Die Präsidentin des Zentralkomitees der deutschen Katholiken (ZdK), Irme Stetter-Karp, hat sich scharf vom früheren Vorsitzenden der Deutschen Bischofskonferenz, Robert Zollitsch, distanziert. Zugleich forderte sie am Dienstag im Deutschlandfunk den Bundestag auf, eine Wahrheitskommission zu gründen und rechtliche Standards für eine Aufarbeitung von Missbrauch in allen Teilen der Gesellschaft festzulegen. Weder die Kirchen noch andere Institutionen dürften künftig die Möglichkeit haben, eine Aufarbeitung von Missbrauch zu unterlaufen.
Stetter-Karp sagte, der frühere Freiburger Erzbischof Zollitsch sei ein Heuchler, der bei der Aufarbeitung von Missbrauch das Kirchenrecht komplett ignoriert, die Öffentlichkeit belogen und Missbrauchstäter geschützt habe. Den von Zollitsch 2010 nach der Aufdeckung des Skandals organisierten Gesprächsprozess in der Kirche bezeichnete sie als Ablenkungsmanöver, mit dem die Probleme verkleistert werden sollten. Dass führende Bischöfe wie Zollitsch oder der Mainzer Kardinal Karl Lehmann Aufklärung systematisch verhindert hätten, habe sie nicht durchschaut, sagte die ZdK-Präsidentin.

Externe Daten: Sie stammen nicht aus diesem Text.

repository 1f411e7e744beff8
mod common;
mod routing;
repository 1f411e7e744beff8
use crate::config::ConfigError;
use crate::decision::PredictionError;
use crate::model::LoadError;
use crate::telemetry::TelemetryError;
use axum::extract::rejection::JsonRejection;
use axum::http::StatusCode;
use axum::response::{IntoResponse, Response};
use axum::Json;
use serde_json::json;
use std::fmt;
use std::path::PathBuf;

#[derive(Debug)]
pub enum AppError {
    Config(ConfigError),
    Telemetry(TelemetryError),
    Io(std::io::Error),
    Server(axum::Error),
    Model(LoadError),
    Prediction(PredictionError),
    /// Request body that could not be read as an applicant submission.
    Request(JsonRejection),
    /// Applicant input file that is not a valid submission.
    Input {
        path: PathBuf,
        source: serde_json::Error,
    },
}

impl fmt::Display for AppError {
    fn fmt(&self, f: &mut fmt::Formatter<'_>) -> fmt::Result {
        match self {
            AppError::Config(err) => write!(f, "configuration error: {}", err),
            AppError::Telemetry(err) => write!(f, "telemetry error: {}", err),
            AppError::Io(err) => write!(f, "io error: {}", err),
            AppError::Server(err) => write!(f, "server error: {}", err),
            AppError::Model(err) => write!(f, "model loading error: {}", err),
            AppError::Prediction(err) => write!(f, "prediction error: {}", err),
            AppError::Request(err) => write!(f, "invalid request body: {}", err.body_text()),
            AppError::Input { path, source } => write!(
                f,
                "invalid applicant input in {}: {}",
                path.display(),
                source
            ),
        }
    }
}

impl std::error::Error for AppError {
    fn source(&self) -> Option<&(dyn std::error::Error + 'static)> {
        match self {
            AppError::Config(err) => Some(err),
            AppError::Telemetry(err) => Some(err),
            AppError::Io(err) => Some(err),
            AppError::Server(err) => Some(err),
            AppError::Model(err) => Some(err),
            AppError::Prediction(err) => Some(err),
            AppError::Request(err) => Some(err),
            AppError::Input { source, .. } => Some(source),
        }
    }
}

impl IntoResponse for AppError {
    fn into_response(self) -> Response {
        let status = match &self {
            AppError::Prediction(err) if err.is_input_error() => StatusCode::UNPROCESSABLE_ENTITY,
            AppError::Request(rejection) => rejection.status(),
            AppError::Input { .. } => StatusCode::UNPROCESSABLE_ENTITY,
            AppError::Config(_)
            | AppError::Telemetry(_)
            | AppError::Io(_)
            | AppError::Server(_)
            | AppError::Model(_)
            | AppError::Prediction(_) => StatusCode::INTERNAL_SERVER_ERROR,
        };

        let body = match &self {
            AppError::Prediction(err) if err.is_input_error() => {
                json!({ "error": self.to_string(), "feature": err.feature() })
            }
            _ => json!({ "error": self.to_string() }),
        };
        (status, Json(body)).into_response()
    }
}

impl From<ConfigError> for AppError {
    fn from(value: ConfigError) -> Self {
        Self::Config(value)
    }
}

impl From<TelemetryError> for AppError {
    fn from(value: TelemetryError) -> Self {
        Self::Telemetry(value)
    }
}

impl From<std::io::Error> for AppError {
    fn from(value: std::io::Error) -> Self {
        Self::Io(value)
    }
}

impl From<axum::Error> for AppError {
    fn from(value: axum::Error) -> Self {
        Self::Server(value)
    }
}

impl From<LoadError> for AppError {
    fn from(value: LoadError) -> Self {
        Self::Model(value)
    }
}

impl From<PredictionError> for AppError {
    fn from(value: PredictionError) -> Self {
        Self::Prediction(value)
    }
}

impl From<JsonRejection> for AppError {
    fn from(value: JsonRejection) -> Self {
        Self::Request(value)
    }
}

Nach der Veröffentlichung des Freiburger Missbrauchsberichts haben fünf Privatpersonen Anzeige gegen Zollitsch gestellt. Dies teilte die Staatsanwaltschaft Freiburg mit. Die Behörde ließ offen, ob darunter auch Strafanzeigen von Missbrauchsopfern sind. Untersucht werde der Vorwurf der Strafvereitelung. Zugleich prüfe man, ob sich aus dem am 18. April veröffentlichten Missbrauchsbericht neue Hinweise auf mögliche Straftaten ergäben. Zollitsch war von 1983 bis 2003 Personalreferent des Erzbistums Freiburg. Von 2003 bis 2014 stand er als Erzbischof an der Spitze der Diözese, und von 2008 bis 2014 war er Vorsitzender der Deutschen Bischofskonferenz.